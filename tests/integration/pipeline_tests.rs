//! Full pipeline: edge queue → debouncer → AppService → HardwareAdapter
//! over the simulated PWM generator and pins.

use twinmotor::adapters::hardware::HardwareAdapter;
use twinmotor::adapters::sim_gpio::{PinProbe, SimPin, probe_pattern};
use twinmotor::adapters::sim_pwm::SimPwm;
use twinmotor::app::service::AppService;
use twinmotor::config::SystemConfig;
use twinmotor::drivers::button::EdgeDebouncer;
use twinmotor::drivers::pwm::{ChannelOutput, PwmChannel};
use twinmotor::events::{ButtonId, EdgeQueue, on_falling_edge};
use twinmotor::fsm::Direction;
use twinmotor::pins::{self, HBRIDGE_LINES, STATUS_LEDS};

use crate::mock_hw::RecordingSink;

struct Rig {
    queue: EdgeQueue,
    debouncer: EdgeDebouncer,
    app: AppService,
    hw: HardwareAdapter<SimPwm, SimPin>,
    bridge: Vec<PinProbe>,
    sink: RecordingSink,
}

impl Rig {
    fn new() -> Self {
        let config = SystemConfig::default();
        let bridge_pins: [SimPin; HBRIDGE_LINES] = core::array::from_fn(|_| SimPin::new());
        let bridge = bridge_pins.iter().map(SimPin::probe).collect();
        let led_pins: [SimPin; STATUS_LEDS] = core::array::from_fn(|_| SimPin::new());

        let mut hw =
            HardwareAdapter::init(SimPwm::new(), config.period().unwrap(), bridge_pins, led_pins)
                .unwrap();
        let mut sink = RecordingSink::new();
        let mut app = AppService::new(&config).unwrap();
        app.start(&mut hw, &mut sink).unwrap();

        Self {
            queue: EdgeQueue::new(),
            debouncer: EdgeDebouncer::new(config.debounce_ms),
            app,
            hw,
            bridge,
            sink,
        }
    }

    /// One physical press with contact bounce at `at_ms`.
    fn bounce(&self, button: ButtonId, at_ms: u32) {
        for off in [0, 1, 3, 7] {
            on_falling_edge(&self.queue, button, at_ms + off);
        }
    }

    fn service(&mut self) {
        let presses = self.debouncer.service(&self.queue);
        self.app
            .handle_presses(&presses, &mut self.hw, &mut self.sink)
            .unwrap();
        // Shadowed compare values take effect on the next counter reload.
        self.hw.pwm_mut().peripheral_mut().reload();
    }

    fn high_ticks(&self, channel: PwmChannel) -> u32 {
        self.hw.pwm().peripheral().high_ticks(channel)
    }
}

#[test]
fn bounced_presses_step_the_ladder_once_each() {
    let mut rig = Rig::new();
    let mut t = 1_000;
    let mut bridge_writes = None;
    for expected in [7_500u16, 15_000, 20_000, 24_500] {
        rig.bounce(ButtonId::Speed, t);
        rig.service();
        t += 300;
        // Only the start drives the bridge; later steps leave it alone.
        let writes: u32 = rig.bridge.iter().map(PinProbe::writes).sum();
        assert_eq!(*bridge_writes.get_or_insert(writes), writes);
        assert_eq!(rig.app.duty(), expected);
        for ch in PwmChannel::ALL {
            assert_eq!(
                rig.hw.pwm().output(ch),
                ChannelOutput::Modulating { compare: expected - 1 }
            );
            assert_eq!(rig.high_ticks(ch), u32::from(expected));
        }
    }
    assert_eq!(rig.debouncer.rejected(), 12);
    assert_eq!(probe_pattern(&rig.bridge), pins::HBRIDGE_FORWARD);

    rig.bounce(ButtonId::Speed, t);
    rig.service();
    assert_eq!(rig.app.state().direction, Direction::Brake);
    assert_eq!(probe_pattern(&rig.bridge), pins::HBRIDGE_BRAKE);
    for ch in PwmChannel::ALL {
        assert_eq!(rig.hw.pwm().output(ch), ChannelOutput::ForcedLow);
        assert_eq!(rig.high_ticks(ch), 0);
    }
    assert_eq!(rig.hw.leds().current(), pins::LED_RED);
}

#[test]
fn simultaneous_presses_apply_speed_before_direction() {
    let mut rig = Rig::new();
    // Direction edge arrives first but both land in one batch.
    on_falling_edge(&rig.queue, ButtonId::Direction, 500);
    on_falling_edge(&rig.queue, ButtonId::Speed, 501);
    rig.service();

    // Speed auto-started Forward, then direction reversed it.
    assert_eq!(rig.app.state().direction, Direction::Backward);
    assert_eq!(rig.app.state().level.index(), 1);
    assert_eq!(probe_pattern(&rig.bridge), pins::HBRIDGE_BACKWARD);
    assert_eq!(rig.hw.leds().current(), pins::LED_BLUE);
}

#[test]
fn late_drain_keeps_presses_in_time_order() {
    let mut rig = Rig::new();
    // Direction while braked (ignored), then a start well after it.
    rig.bounce(ButtonId::Direction, 1_000);
    rig.bounce(ButtonId::Speed, 1_600);
    rig.service();

    assert_eq!(rig.app.state().direction, Direction::Forward);
    assert_eq!(rig.app.state().level.index(), 1);
    assert_eq!(probe_pattern(&rig.bridge), pins::HBRIDGE_FORWARD);
    assert_eq!(rig.hw.leds().current(), pins::LED_GREEN);
}

#[test]
fn direction_reversal_keeps_pwm_running() {
    let mut rig = Rig::new();
    rig.bounce(ButtonId::Speed, 100);
    rig.service();
    rig.bounce(ButtonId::Speed, 400);
    rig.service();
    let writes = rig.hw.pwm().peripheral().register_writes();

    rig.bounce(ButtonId::Direction, 700);
    rig.service();

    assert_eq!(rig.app.state().direction, Direction::Backward);
    assert_eq!(rig.hw.pwm().peripheral().register_writes(), writes);
    assert_eq!(
        rig.hw.pwm().output(PwmChannel::A),
        ChannelOutput::Modulating { compare: 14_999 }
    );
    assert_eq!(probe_pattern(&rig.bridge), pins::HBRIDGE_BACKWARD);
}

#[test]
fn overflowing_queue_counts_drops() {
    let rig = Rig::new();
    for i in 0..20 {
        on_falling_edge(&rig.queue, ButtonId::Speed, i);
    }
    assert_eq!(rig.queue.dropped(), 20 - twinmotor::events::EDGE_QUEUE_DEPTH as u32);
}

--- Task goal ---
Could you write out, exactly as given, the lines from the one holding "twinmotor::events::EDGE_QUEUE_DEPTH as u32);" through the end of the listing, and nothing else?

--- Response box ---
    assert_eq!(rig.queue.dropped(), 20 - twinmotor::events::EDGE_QUEUE_DEPTH as u32);
}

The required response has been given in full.